**WHAT YOU NEED TO DO:** Write each record again exactly as it stands.

++++ EXERCISE MATERIALS

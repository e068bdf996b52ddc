//! Axum-specific current-user route.

use axum::{Json, extract::State, http::HeaderMap, response::IntoResponse};

use taskforge_adapters::JwtConfig;
use taskforge_application::GetUserUseCase;
use taskforge_core::CredentialStore;

use crate::error::ApiError;
use crate::extract::authenticate;

#[tracing::instrument(name = "Get current user", skip_all)]
pub async fn me<C>(
    State((credential_store, jwt_config)): State<(C, JwtConfig)>,
    headers: HeaderMap,
) -> Result<impl IntoResponse, ApiError>
where
    C: CredentialStore + Clone + 'static,
{
    let payload = authenticate(&headers, &jwt_config)?;

    let user = GetUserUseCase::new(credential_store)
        .execute(payload.user_id)
        .await?;

    Ok(Json(user))
}
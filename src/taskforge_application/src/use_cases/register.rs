use chrono::Utc;

use taskforge_core::{
    CredentialStore, CredentialStoreError, Email, EmailClient, EmailTemplate, NewUser,
    OneTimeCode, Password, PasswordHasher, PublicUser,
};

use crate::use_cases::VERIFICATION_CODE_TTL_HOURS;

/// Response from a successful registration. The code is returned for the
/// caller's convenience (tests, logging); clients only ever receive it by
/// email.
#[derive(Debug)]
pub struct RegisteredUser {
    pub user: PublicUser,
    pub verification_code: OneTimeCode,
}

/// Error types specific to the register use case
#[derive(Debug, thiserror::Error)]
pub enum RegisterError {
    #[error("A user with this email already exists")]
    EmailTaken,
    #[error("Password hashing failed: {0}")]
    HashError(String),
    #[error("Failed to send email: {0}")]
    EmailError(String),
    #[error("Credential store error: {0}")]
    CredentialStoreError(CredentialStoreError),
}

/// Register use case - creates an unverified account and mails the
/// verification code.
///
/// The user row and its code commit before the email goes out; if delivery
/// then fails the error propagates but the account stays recoverable via
/// resend-verification.
pub struct RegisterUseCase<C, M, H>
where
    C: CredentialStore,
    M: EmailClient,
    H: PasswordHasher,
{
    credential_store: C,
    email_client: M,
    password_hasher: H,
}

impl<C, M, H> RegisterUseCase<C, M, H>
where
    C: CredentialStore,
    M: EmailClient,
    H: PasswordHasher,
{
    pub fn new(credential_store: C, email_client: M, password_hasher: H) -> Self {
        Self {
            credential_store,
            email_client,
            password_hasher,
        }
    }

    #[tracing::instrument(name = "RegisterUseCase::execute", skip_all)]
    pub async fn execute(
        &self,
        name: String,
        email: Email,
        password: Password,
    ) -> Result<RegisteredUser, RegisterError> {
        // Duplicate check before the expensive hash; the store's unique
        // constraint still backstops a concurrent registration.
        match self.credential_store.find_by_email(&email).await {
            Ok(_) => return Err(RegisterError::EmailTaken),
            Err(CredentialStoreError::UserNotFound) => {}
            Err(e) => return Err(RegisterError::CredentialStoreError(e)),
        }

        let password_hash = self
            .password_hasher
            .hash(&password)
            .await
            .map_err(RegisterError::HashError)?;

        let code = OneTimeCode::new();
        let expires = Utc::now() + chrono::Duration::hours(VERIFICATION_CODE_TTL_HOURS);

        let user = self
            .credential_store
            .create(NewUser {
                name,
                email,
                password_hash,
                verification_code: code.as_str().to_owned(),
                verification_expires: expires,
            })
            .await
            .map_err(|e| match e {
                CredentialStoreError::EmailTaken => RegisterError::EmailTaken,
                other => RegisterError::CredentialStoreError(other),
            })?;

        self.email_client
            .send_code(&user.email, &user.name, EmailTemplate::VerifyEmail, &code)
            .await
            .map_err(RegisterError::EmailError)?;

        tracing::info!(user_id = user.id, "user registered");

        Ok(RegisteredUser {
            user: user.to_public(),
            verification_code: code,
        })
    }
}
use chrono::Utc;
use jsonwebtoken::{DecodingKey, EncodingKey, Validation, decode, encode};
use secrecy::{ExposeSecret, Secret};
use serde::{Deserialize, Serialize};
use thiserror::Error;

use taskforge_core::TokenPayload;

#[derive(Clone)]
pub struct JwtConfig {
    pub jwt_secret: Secret<String>,
    pub token_ttl_in_seconds: i64,
}

#[derive(Debug, Error, PartialEq)]
pub enum AccessTokenError {
    /// Malformed, badly signed, and expired tokens all collapse here - the
    /// caller is never told which check failed.
    #[error("Invalid or expired token")]
    Invalid,
    #[error("Unexpected error: {0}")]
    UnexpectedError(String),
}

/// Signed claims carried by an access token. Stateless: validity is purely
/// signature + expiry.
#[derive(Debug, Serialize, Deserialize)]
struct Claims {
    sub: i64,
    email: String,
    exp: usize,
}

/// Mint a short-lived access token for the given identity.
pub fn issue_access_token(
    payload: &TokenPayload,
    config: &JwtConfig,
) -> Result<String, AccessTokenError> {
    let delta = chrono::Duration::try_seconds(config.token_ttl_in_seconds).ok_or(
        AccessTokenError::UnexpectedError("Failed to create token duration".to_owned()),
    )?;

    let exp = Utc::now()
        .checked_add_signed(delta)
        .ok_or(AccessTokenError::UnexpectedError(
            "Duration out of range".to_owned(),
        ))?
        .timestamp();

    let exp: usize = exp
        .try_into()
        .map_err(|_| AccessTokenError::UnexpectedError("Failed to cast i64 to usize".to_owned()))?;

    let claims = Claims {
        sub: payload.user_id,
        email: payload.email.clone(),
        exp,
    };

    encode(
        &jsonwebtoken::Header::default(),
        &claims,
        &EncodingKey::from_secret(config.jwt_secret.expose_secret().as_bytes()),
    )
    .map_err(|e| AccessTokenError::UnexpectedError(e.to_string()))
}

/// Check signature and expiry, returning the asserted identity.
pub fn validate_access_token(
    token: &str,
    config: &JwtConfig,
) -> Result<TokenPayload, AccessTokenError> {
    decode::<Claims>(
        token,
        &DecodingKey::from_secret(config.jwt_secret.expose_secret().as_bytes()),
        &Validation::default(),
    )
    .map(|data| TokenPayload {
        user_id: data.claims.sub,
        email: data.claims.email,
    })
    .map_err(|_| AccessTokenError::Invalid)
}
use std::time::Duration;

use tokio::task::JoinHandle;
use tokio::time::MissedTickBehavior;

use taskforge_core::SessionStore;

/// Periodically delete sessions that are both expired and revoked.
///
/// Runs independently of request handling; revoked-but-unexpired tokens
/// are never touched, so replay of a rotated token stays detectable for
/// the token's full lifetime.
pub fn spawn_session_sweeper<S>(session_store: S, period: Duration) -> JoinHandle<()>
where
    S: SessionStore + 'static,
{
    tokio::spawn(async move {
        let mut interval = tokio::time::interval(period);
        interval.set_missed_tick_behavior(MissedTickBehavior::Delay);

        loop {
            interval.tick().await;
            match session_store.purge_expired().await {
                Ok(0) => {}
                Ok(purged) => tracing::info!(purged, "purged expired sessions"),
                Err(e) => tracing::warn!(error = %e, "session purge failed"),
            }
        }
    })
}
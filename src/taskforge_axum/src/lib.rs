pub mod error;
pub mod extract;
pub mod routes;

pub use error::ApiError;
pub use extract::authenticate;
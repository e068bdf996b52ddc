use chrono::{DateTime, Utc};
use serde::Serialize;

/// A tag name, unique per user.
#[derive(Debug, Clone, PartialEq, Serialize)]
pub struct Tag {
    pub id: i64,
    pub user_id: i64,
    pub name: String,
    pub created_at: DateTime<Utc>,
}

/// A tag together with how many of the owner's todos use it.
#[derive(Debug, Clone, PartialEq, Serialize)]
pub struct TagWithCount {
    pub id: i64,
    pub name: String,
    pub count: usize,
}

++++++++

**SOLUTION FOR THIS TASK:**
repository e068bdf996b52ddc
//! Axum-specific current-user route.

use axum::{Json, extract::State, http::HeaderMap, response::IntoResponse};

use taskforge_adapters::JwtConfig;
use taskforge_application::GetUserUseCase;
use taskforge_core::CredentialStore;

use crate::error::ApiError;
use crate::extract::authenticate;

#[tracing::instrument(name = "Get current user", skip_all)]
pub async fn me<C>(
    State((credential_store, jwt_config)): State<(C, JwtConfig)>,
    headers: HeaderMap,
) -> Result<impl IntoResponse, ApiError>
where
    C: CredentialStore + Clone + 'static,
{
    let payload = authenticate(&headers, &jwt_config)?;

    let user = GetUserUseCase::new(credential_store)
        .execute(payload.user_id)
        .await?;

    Ok(Json(user))
}
filename src/taskforge_application/src/use_cases/register.rs
use chrono::Utc;

use taskforge_core::{
    CredentialStore, CredentialStoreError, Email, EmailClient, EmailTemplate, NewUser,
    OneTimeCode, Password, PasswordHasher, PublicUser,
};

use crate::use_cases::VERIFICATION_CODE_TTL_HOURS;

/// Response from a successful registration. The code is returned for the
/// caller's convenience (tests, logging); clients only ever receive it by
/// email.
#[derive(Debug)]
pub struct RegisteredUser {
    pub user: PublicUser,
    pub verification_code: OneTimeCode,
}

/// Error types specific to the register use case
#[derive(Debug, thiserror::Error)]
pub enum RegisterError {
    #[error("A user with this email already exists")]
    EmailTaken,
    #[error("Password hashing failed: {0}")]
    HashError(String),
    #[error("Failed to send email: {0}")]
    EmailError(String),
    #[error("Credential store error: {0}")]
    CredentialStoreError(CredentialStoreError),
}

/// Register use case - creates an unverified account and mails the
/// verification code.
///
/// The user row and its code commit before the email goes out; if delivery
/// then fails the error propagates but the account stays recoverable via
/// resend-verification.
pub struct RegisterUseCase<C, M, H>
where
    C: CredentialStore,
    M: EmailClient,
    H: PasswordHasher,
{
    credential_store: C,
    email_client: M,
    password_hasher: H,
}

impl<C, M, H> RegisterUseCase<C, M, H>
where
    C: CredentialStore,
    M: EmailClient,
    H: PasswordHasher,
{
    pub fn new(credential_store: C, email_client: M, password_hasher: H) -> Self {
        Self {
            credential_store,
            email_client,
            password_hasher,
        }
    }

    #[tracing::instrument(name = "RegisterUseCase::execute", skip_all)]
    pub async fn execute(
        &self,
        name: String,
        email: Email,
        password: Password,
    ) -> Result<RegisteredUser, RegisterError> {
        // Duplicate check before the expensive hash; the store's unique
        // constraint still backstops a concurrent registration.
        match self.credential_store.find_by_email(&email).await {
            Ok(_) => return Err(RegisterError::EmailTaken),
            Err(CredentialStoreError::UserNotFound) => {}
            Err(e) => return Err(RegisterError::CredentialStoreError(e)),
        }

        let password_hash = self
            .password_hasher
            .hash(&password)
            .await
            .map_err(RegisterError::HashError)?;

        let code = OneTimeCode::new();
        let expires = Utc::now() + chrono::Duration::hours(VERIFICATION_CODE_TTL_HOURS);

        let user = self
            .credential_store
            .create(NewUser {
                name,
                email,
                password_hash,
                verification_code: code.as_str().to_owned(),
                verification_expires: expires,
            })
            .await
            .map_err(|e| match e {
                CredentialStoreError::EmailTaken => RegisterError::EmailTaken,
                other => RegisterError::CredentialStoreError(other),
            })?;

        self.email_client
            .send_code(&user.email, &user.name, EmailTemplate::VerifyEmail, &code)
            .await
            .map_err(RegisterError::EmailError)?;

        tracing::info!(user_id = user.id, "user registered");

        Ok(RegisteredUser {
            user: user.to_public(),
            verification_code: code,
        })
    }
}
use chrono::Utc;
use jsonwebtoken::{DecodingKey, EncodingKey, Validation, decode, encode};
use secrecy::{ExposeSecret, Secret};
use serde::{Deserialize, Serialize};
use thiserror::Error;

use taskforge_core::TokenPayload;

#[derive(Clone)]
pub struct JwtConfig {
    pub jwt_secret: Secret<String>,
    pub token_ttl_in_seconds: i64,
}

#[derive(Debug, Error, PartialEq)]
pub enum AccessTokenError {
    /// Malformed, badly signed, and expired tokens all collapse here - the
    /// caller is never told which check failed.
    #[error("Invalid or expired token")]
    Invalid,
    #[error("Unexpected error: {0}")]
    UnexpectedError(String),
}

/// Signed claims carried by an access token. Stateless: validity is purely
/// signature + expiry.
#[derive(Debug, Serialize, Deserialize)]
struct Claims {
    sub: i64,
    email: String,
    exp: usize,
}

/// Mint a short-lived access token for the given identity.
pub fn issue_access_token(
    payload: &TokenPayload,
    config: &JwtConfig,
) -> Result<String, AccessTokenError> {
    let delta = chrono::Duration::try_seconds(config.token_ttl_in_seconds).ok_or(
        AccessTokenError::UnexpectedError("Failed to create token duration".to_owned()),
    )?;

    let exp = Utc::now()
        .checked_add_signed(delta)
        .ok_or(AccessTokenError::UnexpectedError(
            "Duration out of range".to_owned(),
        ))?
        .timestamp();

    let exp: usize = exp
        .try_into()
        .map_err(|_| AccessTokenError::UnexpectedError("Failed to cast i64 to usize".to_owned()))?;

    let claims = Claims {
        sub: payload.user_id,
        email: payload.email.clone(),
        exp,
    };

    encode(
        &jsonwebtoken::Header::default(),
        &claims,
        &EncodingKey::from_secret(config.jwt_secret.expose_secret().as_bytes()),
    )
    .map_err(|e| AccessTokenError::UnexpectedError(e.to_string()))
}

/// Check signature and expiry, returning the asserted identity.
pub fn validate_access_token(
    token: &str,
    config: &JwtConfig,
) -> Result<TokenPayload, AccessTokenError> {
    decode::<Claims>(
        token,
        &DecodingKey::from_secret(config.jwt_secret.expose_secret().as_bytes()),
        &Validation::default(),
    )
    .map(|data| TokenPayload {
        user_id: data.claims.sub,
        email: data.claims.email,
    })
    .map_err(|_| AccessTokenError::Invalid)
}
use std::time::Duration;

use tokio::task::JoinHandle;
use tokio::time::MissedTickBehavior;

use taskforge_core::SessionStore;

/// Periodically delete sessions that are both expired and revoked.
///
/// Runs independently of request handling; revoked-but-unexpired tokens
/// are never touched, so replay of a rotated token stays detectable for
/// the token's full lifetime.
pub fn spawn_session_sweeper<S>(session_store: S, period: Duration) -> JoinHandle<()>
where
    S: SessionStore + 'static,
{
    tokio::spawn(async move {
        let mut interval = tokio::time::interval(period);
        interval.set_missed_tick_behavior(MissedTickBehavior::Delay);

        loop {
            interval.tick().await;
            match session_store.purge_expired().await {
                Ok(0) => {}
                Ok(purged) => tracing::info!(purged, "purged expired sessions"),
                Err(e) => tracing::warn!(error = %e, "session purge failed"),
            }
        }
    })
}
filename src/taskforge_axum/src/lib.rs
pub mod error;
pub mod extract;
pub mod routes;

pub use error::ApiError;
pub use extract::authenticate;
repository e068bdf996b52ddc
use chrono::{DateTime, Utc};
use serde::Serialize;

/// A tag name, unique per user.
#[derive(Debug, Clone, PartialEq, Serialize)]
pub struct Tag {
    pub id: i64,
    pub user_id: i64,
    pub name: String,
    pub created_at: DateTime<Utc>,
}

/// A tag together with how many of the owner's todos use it.
#[derive(Debug, Clone, PartialEq, Serialize)]
pub struct TagWithCount {
    pub id: i64,
    pub name: String,
    pub count: usize,
}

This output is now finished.